Despite the fact that many of them later returned to their homeland, the Greek community in Czech Republic never completely disappeared, and has remained an integral part of this otherwise ethnically almost homogenized country.

With this diachronic perspective in mind, we will examine the integration and adaptation process of Greek Civil War refugees in Czechoslovakia from their arrival to the present day.

Greeks are coming

In 1948 and 1949, with the end of the Greek Civil War approaching, the exodus of nearly 100,000 Greek citizens to the Eastern Bloc countries was in full swing. The refugees were first sheltered by the neighboring Balkan states, but after the Tito-Stalin Split in 1948, the Greek Communist Party (Kommounistiko Komma Elladas, KKE) came to an agreement with the Soviet Union to transfer the majority of them to other Soviet Bloc countries in Eastern Europe, such as Poland, Hungary, Romania, Eastern Germany and Czechoslovakia. The first refugees arrived and began to seek shelter at the end of summer in 1949. However, the question of how long and under which statute they would stay remained open.

The first transfer organized in 1948 consisted mostly of Greek and Slavophone children from the territories of Northern Greece, which were severely hit by the fights between the Greek Royal Army supported by the US and the resistance, the Democratic Army of Greece (Dimokratikos Stratos Elladas, DSE). In this period locals were exposed to permanent danger and violence, while villages were bombed and napalmed.

The transfers were carried out on the ground through Albania, Yugoslavia and Bulgaria. In the spring and summer of 1949 many refugees continued from Albania either via Dardanelles to the Soviet Union or via Gibraltar to the Harbor of Danzig in Poland; and from there, several thousands of the refugees were transported by train to Hungary and Czechoslovakia.

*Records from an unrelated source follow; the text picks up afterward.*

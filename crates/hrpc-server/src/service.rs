//! Service bindings: the methods a server exposes under one service name.

use futures::future::BoxFuture;
use hrpc_common::protocol::{Params, RemoteError};
use hrpc_common::transport::PayloadCodec;
use serde::Serialize;
use std::any::Any;
use std::collections::HashMap;
use std::fmt::Display;
use std::future::Future;
use std::sync::Arc;

/// Future returned by a type-erased handler.
pub type HandlerFuture = BoxFuture<'static, Result<Vec<u8>, RemoteError>>;

/// A method implementation with its parameter decoding and result encoding
/// folded in.
pub type Handler = Arc<dyn Fn(Vec<Vec<u8>>, PayloadCodec) -> HandlerFuture + Send + Sync>;

/// The methods bound under one service name.
///
/// A method is identified by its name together with the exact list of
/// parameter type names, so the same name may be bound once per signature.
///
/// # Example
///
/// ```
/// use hrpc_server::ServiceBinding;
/// use std::convert::Infallible;
///
/// let echo = ServiceBinding::new("Echo")
///     .method("say", |(text,): (String,)| async move { Ok::<_, Infallible>(text) })
///     .method("say", |(text, times): (String, u32)| async move {
///         Ok::<_, Infallible>(text.repeat(times as usize))
///     })
///     .blocking_method("len", |(text,): (String,)| Ok::<_, Infallible>(text.len() as u64));
///
/// assert_eq!(echo.method_count(), 3);
/// ```
pub struct ServiceBinding {
    name: String,
    methods: HashMap<String, HashMap<Vec<String>, Handler>>,
}

impl ServiceBinding {
    pub fn new(name: impl Into<String>) -> Self {
        Self {
            name: name.into(),
            methods: HashMap::new(),
        }
    }

    pub fn name(&self) -> &str {
        &self.name
    }

    /// Binds an async handler to `name` with parameter list `P`.
    ///
    /// Binding the same name and parameter types twice replaces the first
    /// handler. A handler returning `Err(e)` reaches the caller as an
    /// invocation error carrying `e.to_string()`.
    pub fn method<P, R, E, F, Fut>(mut self, name: &str, handler: F) -> Self
    where
        P: Params,
        R: Serialize + Send + 'static,
        E: Display + Send + 'static,
        F: Fn(P) -> Fut + Send + Sync + 'static,
        Fut: Future<Output = Result<R, E>> + Send + 'static,
    {
        let handler = Arc::new(handler);
        let erased: Handler = Arc::new(move |parameters: Vec<Vec<u8>>, codec: PayloadCodec| {
            let handler = handler.clone();
            let future: HandlerFuture = Box::pin(async move {
                let args = P::decode(&codec, &parameters)
                    .map_err(|e| RemoteError::invalid_request(e.to_string()))?;
                let value = handler(args)
                    .await
                    .map_err(|e| RemoteError::invocation(e.to_string()))?;
                codec
                    .serialize(&value)
                    .map_err(|e| RemoteError::invocation(format!("Failed to encode result: {}", e)))
            });
            future
        });

        self.methods
            .entry(name.to_string())
            .or_default()
            .insert(P::type_names(), erased);
        self
    }

    /// Binds a synchronous handler that runs on tokio's blocking pool.
    ///
    /// Use this for CPU-bound or blocking work so it does not stall the
    /// threads serving connections.
    pub fn blocking_method<P, R, E, F>(self, name: &str, handler: F) -> Self
    where
        P: Params,
        R: Serialize + Send + 'static,
        E: Display + Send + 'static,
        F: Fn(P) -> Result<R, E> + Send + Sync + 'static,
    {
        let handler = Arc::new(handler);
        self.method(name, move |args: P| {
            let handler = handler.clone();
            async move {
                match tokio::task::spawn_blocking(move || handler(args)).await {
                    Ok(result) => result.map_err(|e| e.to_string()),
                    Err(e) if e.is_panic() => Err(format!(
                        "handler panicked: {}",
                        panic_message(e.into_panic().as_ref())
                    )),
                    Err(e) => Err(e.to_string()),
                }
            }
        })
    }

    /// Number of `(method, parameter types)` signatures bound.
    pub fn method_count(&self) -> usize {
        self.methods.values().map(HashMap::len).sum()
    }

    /// Bound signatures as `name(type, ...)`, sorted.
    pub fn signatures(&self) -> Vec<String> {
        let mut signatures: Vec<String> = self
            .methods
            .iter()
            .flat_map(|(name, overloads)| {
                overloads
                    .keys()
                    .map(move |types| format!("{}({})", name, types.join(", ")))
            })
            .collect();
        signatures.sort();
        signatures
    }

    /// Finds the handler for an exact `(method, parameter types)` match.
    pub fn resolve(&self, method: &str, parameter_types: &[String]) -> Option<&Handler> {
        self.methods.get(method)?.get(parameter_types)
    }
}

/// Best-effort text of a panic payload.
pub(crate) fn panic_message(payload: &(dyn Any + Send)) -> String {
    if let Some(message) = payload.downcast_ref::<&str>() {
        message.to_string()
    } else if let Some(message) = payload.downcast_ref::<String>() {
        message.clone()
    } else {
        "unknown panic".to_string()
    }
}
//! Endpoint configuration.
//!
//! Loading configuration from files or flags is left to the embedding
//! application; these structs are what the engine consumes.

use std::time::Duration;

use crate::transport::codec::{PayloadCodec, WireCodec, DEFAULT_MAX_FRAME_SIZE};
use crate::transport::tcp::DEFAULT_CONNECT_TIMEOUT;

/// Default per-call deadline (30 seconds)
pub const DEFAULT_CALL_TIMEOUT: Duration = Duration::from_secs(30);

/// Default lifetime of a cached registry lookup (30 seconds)
pub const DEFAULT_REGISTRY_TTL: Duration = Duration::from_secs(30);

/// Default number of encoded frames a connection buffers before writers wait
pub const DEFAULT_OUTBOUND_QUEUE_CAPACITY: usize = 1024;

/// Server configuration.
///
/// # Example
///
/// ```rust
/// use hrpc_common::config::ServerConfig;
/// use hrpc_common::transport::PayloadCodec;
///
/// let config = ServerConfig::new("0.0.0.0:9000")
///     .with_advertised_addr("10.0.0.5:9000")
///     .with_format(PayloadCodec::json());
/// assert_eq!(config.advertised_addr.as_deref(), Some("10.0.0.5:9000"));
/// ```
#[derive(Debug, Clone)]
pub struct ServerConfig {
    /// Address to listen on (`host:port`, port 0 picks a free port)
    pub bind_addr: String,
    /// Address published to the registry; defaults to the bound address
    pub advertised_addr: Option<String>,
    /// Largest accepted frame payload in bytes
    pub max_frame_size: usize,
    /// Payload encoding, must match the clients'
    pub format: PayloadCodec,
    /// Encoded responses buffered per connection
    pub outbound_queue_capacity: usize,
}

impl ServerConfig {
    pub fn new(bind_addr: impl Into<String>) -> Self {
        Self {
            bind_addr: bind_addr.into(),
            ..Self::default()
        }
    }

    pub fn with_advertised_addr(mut self, addr: impl Into<String>) -> Self {
        self.advertised_addr = Some(addr.into());
        self
    }

    pub fn with_max_frame_size(mut self, max_frame_size: usize) -> Self {
        self.max_frame_size = max_frame_size;
        self
    }

    pub fn with_format(mut self, format: PayloadCodec) -> Self {
        self.format = format;
        self
    }

    pub fn with_outbound_queue_capacity(mut self, capacity: usize) -> Self {
        self.outbound_queue_capacity = capacity.max(1);
        self
    }

    pub fn wire_codec(&self) -> WireCodec {
        WireCodec::new(self.format, self.max_frame_size)
    }
}

impl Default for ServerConfig {
    fn default() -> Self {
        Self {
            bind_addr: "127.0.0.1:0".to_string(),
            advertised_addr: None,
            max_frame_size: DEFAULT_MAX_FRAME_SIZE,
            format: PayloadCodec::default(),
            outbound_queue_capacity: DEFAULT_OUTBOUND_QUEUE_CAPACITY,
        }
    }
}

/// Client configuration.
///
/// # Default Configuration
///
/// - `call_timeout`: 30 seconds
/// - `connect_timeout`: 5 seconds
/// - `max_frame_size`: 16 MB
/// - `format`: postcard
/// - `registry_ttl`: 30 seconds (`None` disables caching)
/// - `outbound_queue_capacity`: 1024 frames
#[derive(Debug, Clone)]
pub struct ClientConfig {
    pub call_timeout: Duration,
    pub connect_timeout: Duration,
    pub max_frame_size: usize,
    pub format: PayloadCodec,
    pub registry_ttl: Option<Duration>,
    pub outbound_queue_capacity: usize,
}

impl ClientConfig {
    pub fn with_call_timeout(mut self, timeout: Duration) -> Self {
        self.call_timeout = timeout;
        self
    }

    pub fn with_connect_timeout(mut self, timeout: Duration) -> Self {
        self.connect_timeout = timeout;
        self
    }

    pub fn with_max_frame_size(mut self, max_frame_size: usize) -> Self {
        self.max_frame_size = max_frame_size;
        self
    }

    pub fn with_format(mut self, format: PayloadCodec) -> Self {
        self.format = format;
        self
    }

    pub fn with_registry_ttl(mut self, ttl: Option<Duration>) -> Self {
        self.registry_ttl = ttl;
        self
    }

    pub fn with_outbound_queue_capacity(mut self, capacity: usize) -> Self {
        self.outbound_queue_capacity = capacity.max(1);
        self
    }

    pub fn wire_codec(&self) -> WireCodec {
        WireCodec::new(self.format, self.max_frame_size)
    }
}

impl Default for ClientConfig {
    fn default() -> Self {
        Self {
            call_timeout: DEFAULT_CALL_TIMEOUT,
            connect_timeout: DEFAULT_CONNECT_TIMEOUT,
            max_frame_size: DEFAULT_MAX_FRAME_SIZE,
            format: PayloadCodec::default(),
            registry_ttl: Some(DEFAULT_REGISTRY_TTL),
            outbound_queue_capacity: DEFAULT_OUTBOUND_QUEUE_CAPACITY,
        }
    }
}

#[cfg(test)]
mod tests {
    use super::*;

    #[test]
    fn test_client_config_default() {
        let config = ClientConfig::default();
        assert_eq!(config.call_timeout, Duration::from_secs(30));
        assert_eq!(config.connect_timeout, Duration::from_secs(5));
        assert_eq!(config.registry_ttl, Some(Duration::from_secs(30)));
        assert_eq!(config.wire_codec().max_frame_size(), DEFAULT_MAX_FRAME_SIZE);
    }

    #[test]
    fn test_server_config_builders() {
        let config = ServerConfig::new("0.0.0.0:7000")
            .with_max_frame_size(1024)
            .with_outbound_queue_capacity(0);
        assert_eq!(config.bind_addr, "0.0.0.0:7000");
        assert_eq!(config.wire_codec().max_frame_size(), 1024);
        assert_eq!(config.outbound_queue_capacity, 1);
    }
}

Between August 30th and September 10th in 1949, 4,192 refugees from Yugoslavia and another 3,500 from Albania were transported to Czechoslovakia. By 1952 almost 13,000 Greeks and Slavomakedonians (Slavic speaking Greek citizens) had settled in Bohemia and Moravia, since Slovakia was meant only as a place of temporary recovery in convalescent homes. Another 12,000 were received by the USSR and Poland, 9,000 by Romania, 7,000 by Hungary, 5,500 by Bulgaria and about 1,200 by the GDR. Tito’s Yugoslavia originally hosted about 17,000 refugees but after the Yugoslav-Soviet Split, Greeks were slowly deprived of their privileges and virtually expulsed from the state.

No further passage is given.